Top of Data extract

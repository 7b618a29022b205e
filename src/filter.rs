use crate::feed::types::{Article, Sentiment};
use chrono::{DateTime, Duration, Utc};
use serde::{Deserialize, Serialize};

/// User-selected narrowing of the feed. Empty strings behave like `None`.
#[derive(Debug, Clone, Default, PartialEq, Eq, Serialize, Deserialize)]
#[serde(default)]
pub struct FilterState {
    pub source: Option<String>,
    pub period: Option<String>,
    pub search: Option<String>,
    pub sentiment: Option<String>,
}

#[derive(Debug, Clone, Copy, PartialEq, Eq)]
pub enum Period {
    Day,
    Week,
}

impl Period {
    pub const ALL: [Period; 2] = [Period::Day, Period::Week];

    pub fn parse(s: &str) -> Option<Self> {
        match s.trim() {
            "24h" => Some(Period::Day),
            "week" => Some(Period::Week),
            _ => None,
        }
    }

    /// Value sent to providers that filter by period themselves.
    pub fn as_str(&self) -> &'static str {
        match self {
            Period::Day => "24h",
            Period::Week => "week",
        }
    }

    pub fn window(&self) -> Duration {
        match self {
            Period::Day => Duration::hours(24),
            Period::Week => Duration::days(7),
        }
    }
}

fn active(field: &Option<String>) -> Option<&str> {
    field.as_deref().map(str::trim).filter(|s| !s.is_empty())
}

impl FilterState {
    pub fn source(&self) -> Option<&str> {
        active(&self.source)
    }

    /// The term as typed; blank counts as no search.
    pub fn search(&self) -> Option<&str> {
        self.search.as_deref().filter(|s| !s.trim().is_empty())
    }

    pub fn period(&self) -> Option<Period> {
        active(&self.period).and_then(Period::parse)
    }

    pub fn sentiment(&self) -> Option<Sentiment> {
        active(&self.sentiment).and_then(Sentiment::parse)
    }

    pub fn is_empty(&self) -> bool {
        self.source().is_none()
            && self.search().is_none()
            && self.period().is_none()
            && self.sentiment().is_none()
    }
}

/// Which optional predicates apply to a batch. Search and source always do.
#[derive(Debug, Clone, Copy, PartialEq, Eq)]
pub struct FilterPlan {
    pub period: bool,
    pub sentiment: bool,
}

impl FilterPlan {
    pub const ALL: FilterPlan = FilterPlan { period: true, sentiment: true };
}

pub fn matches_search(article: &Article, term: &str) -> bool {
    let needle = term.to_lowercase();
    article.title.to_lowercase().contains(&needle)
        || article
            .description
            .as_deref()
            .is_some_and(|d| d.to_lowercase().contains(&needle))
}

pub fn matches_source(article: &Article, source: &str) -> bool {
    article.domain == source
}

/// Articles with an unparseable timestamp are kept.
pub fn within_period(article: &Article, period: Period, now: DateTime<Utc>) -> bool {
    match article.published() {
        Some(published) => published >= now - period.window(),
        None => true,
    }
}

pub fn matches(article: &Article, filters: &FilterState, plan: FilterPlan, now: DateTime<Utc>) -> bool {
    if let Some(term) = filters.search() {
        if !matches_search(article, term) {
            return false;
        }
    }
    if let Some(source) = filters.source() {
        if !matches_source(article, source) {
            return false;
        }
    }
    if plan.period {
        if let Some(period) = filters.period() {
            if !within_period(article, period, now) {
                return false;
            }
        }
    }
    if plan.sentiment {
        if let Some(wanted) = filters.sentiment() {
            if article.sentiment != Some(wanted) {
                return false;
            }
        }
    }
    true
}

/// Stable: surviving articles keep their relative order.
pub fn apply(
    articles: Vec<Article>,
    filters: &FilterState,
    plan: FilterPlan,
    now: DateTime<Utc>,
) -> Vec<Article> {
    articles
        .into_iter()
        .filter(|a| matches(a, filters, plan, now))
        .collect()
}

/// Newest first, stable for equal timestamps, unparseable timestamps last.
pub fn sort_recent_first(articles: &mut [Article]) {
    articles.sort_by(|a, b| b.published().cmp(&a.published()));
}
use crate::feed::types::Article;
use crate::notify::Notifier;
use crate::storage::{read_json, write_json, KvStore, BOOKMARKS_KEY};

/// What the durable entry currently holds. "No entry" and "entry with an empty
/// list" are different: `clear()` deletes the entry, removing the last bookmark
/// writes an empty list.
#[derive(Debug, Clone, Copy, PartialEq, Eq)]
pub enum PersistedState {
    Absent,
    Empty,
    Populated,
}

/// Saved article snapshots, in the order they were bookmarked.
/// The in-memory list is authoritative for the session even when storage fails.
pub struct BookmarkStore {
    bookmarks: Vec<Article>,
    persisted: PersistedState,
    store: Box<dyn KvStore>,
    notifier: Notifier,
    /// Set when the entry could not be read. The medium may still hold valid
    /// bookmarks, so nothing is written or deleted for the rest of the session.
    detached: bool,
}

impl BookmarkStore {
    pub fn load(mut store: Box<dyn KvStore>, notifier: Notifier) -> Self {
        let mut detached = false;
        let (bookmarks, persisted) = match read_json::<Vec<Article>>(store.as_mut(), BOOKMARKS_KEY) {
            Ok(None) => (Vec::new(), PersistedState::Absent),
            Ok(Some(list)) if list.is_empty() => (list, PersistedState::Empty),
            Ok(Some(list)) => (list, PersistedState::Populated),
            Err(e) => {
                tracing::warn!(error = %e, "failed to load bookmarks, not persisting this session");
                notifier.warning("notice.storage_failed", Some(format!("{:#}", e)));
                detached = true;
                (Vec::new(), PersistedState::Absent)
            }
        };
        tracing::debug!(count = bookmarks.len(), state = ?persisted, "bookmarks loaded");

        Self { bookmarks, persisted, store, notifier, detached }
    }

    pub fn bookmarks(&self) -> &[Article] {
        &self.bookmarks
    }

    pub fn len(&self) -> usize {
        self.bookmarks.len()
    }

    pub fn is_empty(&self) -> bool {
        self.bookmarks.is_empty()
    }

    pub fn persisted_state(&self) -> PersistedState {
        self.persisted
    }

    pub fn is_detached(&self) -> bool {
        self.detached
    }

    pub fn is_bookmarked(&self, id: &str) -> bool {
        self.bookmarks.iter().any(|b| b.id == id)
    }

    /// Returns false when the article was already saved.
    pub fn add(&mut self, article: &Article) -> bool {
        if self.is_bookmarked(&article.id) {
            return false;
        }
        self.bookmarks.push(article.clone());
        self.persist();
        self.notifier.success("notice.bookmark_added");
        true
    }

    /// Returns false when nothing was saved under `id`.
    pub fn remove(&mut self, id: &str) -> bool {
        let before = self.bookmarks.len();
        self.bookmarks.retain(|b| b.id != id);
        if self.bookmarks.len() == before {
            return false;
        }
        self.persist();
        self.notifier.success("notice.bookmark_removed");
        true
    }

    /// Returns whether the article is bookmarked afterwards.
    pub fn toggle(&mut self, article: &Article) -> bool {
        if self.is_bookmarked(&article.id) {
            self.remove(&article.id);
            false
        } else {
            self.add(article);
            true
        }
    }

    /// Drop every bookmark and delete the durable entry itself.
    pub fn clear(&mut self) {
        self.bookmarks.clear();
        if !self.detached {
            match self.store.remove(BOOKMARKS_KEY) {
                Ok(()) => self.persisted = PersistedState::Absent,
                Err(e) => {
                    tracing::warn!(error = %e, "failed to delete bookmark entry");
                    self.notifier.warning("notice.storage_failed", Some(format!("{:#}", e)));
                }
            }
        }
        self.notifier.success("notice.bookmarks_cleared");
    }

    fn persist(&mut self) {
        if self.detached {
            return;
        }
        match write_json(self.store.as_mut(), BOOKMARKS_KEY, &self.bookmarks) {
            Ok(()) => {
                self.persisted = if self.bookmarks.is_empty() {
                    PersistedState::Empty
                } else {
                    PersistedState::Populated
                };
            }
            Err(e) => {
                tracing::warn!(error = %e, "failed to persist bookmarks");
                self.notifier.warning("notice.storage_failed", Some(format!("{:#}", e)));
            }
        }
    }
}
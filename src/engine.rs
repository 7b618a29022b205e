use crate::bookmarks::BookmarkStore;
use crate::feed::fallback::NewsAggregator;
use crate::filter::FilterState;
use crate::notify::{NoticeLevel, Notifier};
use crate::prefs::Preferences;
use crate::tui::state::AppState;
use crate::tui::TuiCommand;
use std::sync::atomic::{AtomicU64, Ordering};
use std::sync::Arc;
use tokio::runtime::Handle;
use tokio::sync::{mpsc, watch};
use tokio::task::JoinHandle;

/// Starts news fetches in the background and publishes their batches.
///
/// Each request takes the next generation number. A batch is published only
/// if no newer request was made in the meantime, so a slow fetch for old
/// filters can never replace the results of a newer one.
#[derive(Clone)]
pub struct NewsRefresher {
    aggregator: Arc<NewsAggregator>,
    state_tx: watch::Sender<AppState>,
    latest: Arc<AtomicU64>,
    runtime: Handle,
}

impl NewsRefresher {
    /// Must be called from inside a tokio runtime; fetches are spawned onto it.
    pub fn new(aggregator: Arc<NewsAggregator>, state_tx: watch::Sender<AppState>) -> Self {
        Self {
            aggregator,
            state_tx,
            latest: Arc::new(AtomicU64::new(0)),
            runtime: Handle::current(),
        }
    }

    pub fn feed_names(&self) -> Vec<&str> {
        self.aggregator.feed_names()
    }

    /// Resolves to whether the batch was published.
    pub fn refresh(&self, filters: FilterState) -> JoinHandle<bool> {
        let generation = self.latest.fetch_add(1, Ordering::SeqCst) + 1;
        self.state_tx.send_modify(|s| s.loading = true);

        let aggregator = self.aggregator.clone();
        let state_tx = self.state_tx.clone();
        let latest = self.latest.clone();
        self.runtime.spawn(async move {
            let outcome = aggregator.fetch(&filters).await;
            let origin = outcome.origin.label().to_string();
            let count = outcome.articles.len();

            // Compare under the watch lock so a newer batch cannot land in between.
            let published = state_tx.send_if_modified(|s| {
                if latest.load(Ordering::SeqCst) != generation {
                    return false;
                }
                s.articles = outcome.articles;
                s.origin = Some(outcome.origin);
                s.loading = false;
                s.last_updated = Some(chrono::Utc::now());
                true
            });

            if published {
                tracing::debug!(generation, origin, count, "news refresh published");
            } else {
                tracing::debug!(generation, origin, count, "stale news refresh dropped");
            }
            published
        })
    }
}

/// Sole owner of bookmarks and preferences. Applies UI commands and mirrors
/// the results into the shared state.
pub struct Engine {
    bookmarks: BookmarkStore,
    prefs: Preferences,
    refresher: NewsRefresher,
    state_tx: watch::Sender<AppState>,
    notifier: Notifier,
}

impl Engine {
    pub fn new(
        bookmarks: BookmarkStore,
        prefs: Preferences,
        refresher: NewsRefresher,
        state_tx: watch::Sender<AppState>,
        notifier: Notifier,
    ) -> Self {
        Self { bookmarks, prefs, refresher, state_tx, notifier }
    }

    /// Returns false once the UI asked to quit.
    pub fn handle(&mut self, cmd: TuiCommand) -> bool {
        match cmd {
            TuiCommand::Quit => return false,
            TuiCommand::Refresh => {
                self.notifier.notify(NoticeLevel::Info, "notice.refreshing", None);
                self.refresher.refresh(self.prefs.filters().clone());
            }
            TuiCommand::SetFilters(filters) => {
                self.prefs.set_filters(filters.clone());
                self.state_tx.send_modify(|s| s.filters = filters.clone());
                self.refresher.refresh(filters);
            }
            TuiCommand::ToggleBookmark(article) => {
                self.bookmarks.toggle(&article);
                let snapshot = self.bookmarks.bookmarks().to_vec();
                self.state_tx.send_modify(|s| s.bookmarks = snapshot);
            }
            TuiCommand::ClearBookmarks => {
                self.bookmarks.clear();
                self.state_tx.send_modify(|s| s.bookmarks.clear());
            }
            TuiCommand::SetLanguage(language) => {
                self.prefs.set_language(language);
                self.state_tx.send_modify(|s| s.language = language);
            }
            TuiCommand::ToggleTheme => {
                let theme = self.prefs.toggle_theme();
                self.state_tx.send_modify(|s| s.theme = theme);
            }
        }
        true
    }

    /// Blocking command loop. Bookmark and preference writes hit the disk, so
    /// this runs on `spawn_blocking` rather than on a runtime worker.
    pub fn run(mut self, mut cmd_rx: mpsc::Receiver<TuiCommand>) {
        while let Some(cmd) = cmd_rx.blocking_recv() {
            if !self.handle(cmd) {
                break;
            }
        }
        tracing::debug!("engine loop stopped");
    }
}

#[cfg(test)]
mod tests {
    use super::*;
    use crate::feed::types::Article;
    use crate::feed::{FeedCapabilities, FeedError, NewsFeed};
    use crate::prefs::{Language, Theme};
    use crate::storage::{FileStore, MemoryStore};
    use async_trait::async_trait;
    use std::time::Duration;

    /// Answers with one article whose domain is the requested source. The
    /// "slow.example" source takes much longer than the others.
    struct EchoFeed;

    #[async_trait]
    impl NewsFeed for EchoFeed {
        fn name(&self) -> &str {
            "echo"
        }

        fn capabilities(&self) -> FeedCapabilities {
            FeedCapabilities { native_period: true, native_order: true, votes: false }
        }

        async fn fetch_news(&self, filters: &FilterState) -> Result<Vec<Article>, FeedError> {
            let source = filters.source().unwrap_or("any.example").to_string();
            let delay = if source == "slow.example" { 300 } else { 10 };
            tokio::time::sleep(Duration::from_millis(delay)).await;
            Ok(vec![article(&source)])
        }
    }

    fn article(domain: &str) -> Article {
        Article {
            id: domain.to_string(),
            title: format!("News from {}", domain),
            published_at: "2024-03-10T10:00:00Z".to_string(),
            url: format!("https://{}/1", domain),
            source_name: domain.to_string(),
            domain: domain.to_string(),
            description: None,
            votes: None,
            sentiment: None,
            image_url: None,
            currencies: Vec::new(),
        }
    }

    fn by_source(source: &str) -> FilterState {
        FilterState { source: Some(source.to_string()), ..Default::default() }
    }

    fn channel() -> (watch::Sender<AppState>, watch::Receiver<AppState>) {
        watch::channel(AppState::new(Language::En, Theme::Dark, FilterState::default(), Vec::new()))
    }

    fn refresher(state_tx: watch::Sender<AppState>) -> NewsRefresher {
        let aggregator = NewsAggregator::new(vec![Box::new(EchoFeed)], Duration::from_secs(5), Notifier::silent());
        NewsRefresher::new(Arc::new(aggregator), state_tx)
    }

    #[tokio::test]
    async fn test_older_refresh_finishing_last_is_dropped() {
        let (state_tx, state_rx) = channel();
        let refresher = refresher(state_tx);

        let older = refresher.refresh(by_source("slow.example"));
        let newer = refresher.refresh(by_source("fast.example"));
        assert!(newer.await.unwrap());
        assert!(!older.await.unwrap());

        let state = state_rx.borrow();
        assert_eq!(state.articles.len(), 1);
        assert_eq!(state.articles[0].domain, "fast.example");
        assert!(!state.loading);
    }

    #[tokio::test]
    async fn test_refreshes_in_order_both_publish() {
        let (state_tx, state_rx) = channel();
        let refresher = refresher(state_tx);

        assert!(refresher.refresh(by_source("a.example")).await.unwrap());
        assert!(refresher.refresh(by_source("b.example")).await.unwrap());
        assert_eq!(state_rx.borrow().articles[0].domain, "b.example");
    }

    #[tokio::test]
    async fn test_loading_stays_set_until_latest_lands() {
        let (state_tx, state_rx) = channel();
        let refresher = refresher(state_tx);

        let first = refresher.refresh(by_source("a.example"));
        let second = refresher.refresh(by_source("slow.example"));
        assert!(!first.await.unwrap());
        assert!(state_rx.borrow().loading);
        assert!(second.await.unwrap());
        assert!(!state_rx.borrow().loading);
    }

    #[tokio::test]
    async fn test_engine_runs_off_the_runtime_and_persists() {
        let tmp = tempfile::tempdir().unwrap();
        let (state_tx, state_rx) = channel();
        let bookmarks = BookmarkStore::load(Box::new(FileStore::new(tmp.path())), Notifier::silent());
        let prefs = Preferences::load(Box::new(MemoryStore::new()), Notifier::silent());
        let engine = Engine::new(bookmarks, prefs, refresher(state_tx.clone()), state_tx, Notifier::silent());

        let (cmd_tx, cmd_rx) = mpsc::channel(16);
        let worker = tokio::task::spawn_blocking(move || engine.run(cmd_rx));

        cmd_tx.send(TuiCommand::ToggleBookmark(article("coindesk.com"))).await.unwrap();
        cmd_tx.send(TuiCommand::ToggleTheme).await.unwrap();
        cmd_tx.send(TuiCommand::SetLanguage(Language::Tr)).await.unwrap();
        cmd_tx.send(TuiCommand::Quit).await.unwrap();
        worker.await.unwrap();

        let state = state_rx.borrow();
        assert_eq!(state.bookmarks, vec![article("coindesk.com")]);
        assert_eq!(state.theme, Theme::Light);
        assert_eq!(state.language, Language::Tr);
        assert!(tmp.path().join("crypto-news-bookmarks.json").exists());
    }

    #[tokio::test]
    async fn test_set_filters_persists_and_publishes() {
        let (state_tx, mut state_rx) = channel();
        let bookmarks = BookmarkStore::load(Box::new(MemoryStore::new()), Notifier::silent());
        let prefs = Preferences::load(Box::new(MemoryStore::new()), Notifier::silent());
        let mut engine = Engine::new(bookmarks, prefs, refresher(state_tx.clone()), state_tx, Notifier::silent());

        assert!(engine.handle(TuiCommand::SetFilters(by_source("fast.example"))));
        assert_eq!(engine.prefs.filters(), &by_source("fast.example"));
        assert_eq!(state_rx.borrow().filters, by_source("fast.example"));

        tokio::time::timeout(Duration::from_secs(2), async {
            loop {
                state_rx.changed().await.unwrap();
                if !state_rx.borrow_and_update().loading {
                    break;
                }
            }
        })
        .await
        .unwrap();
        assert_eq!(state_rx.borrow().articles[0].domain, "fast.example");

        assert!(!engine.handle(TuiCommand::Quit));
    }
}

Bottom of Data extract

Task description -
Count each line of the entries that holds the word "serde", then state the total and nothing more.

Result of this exercise -
2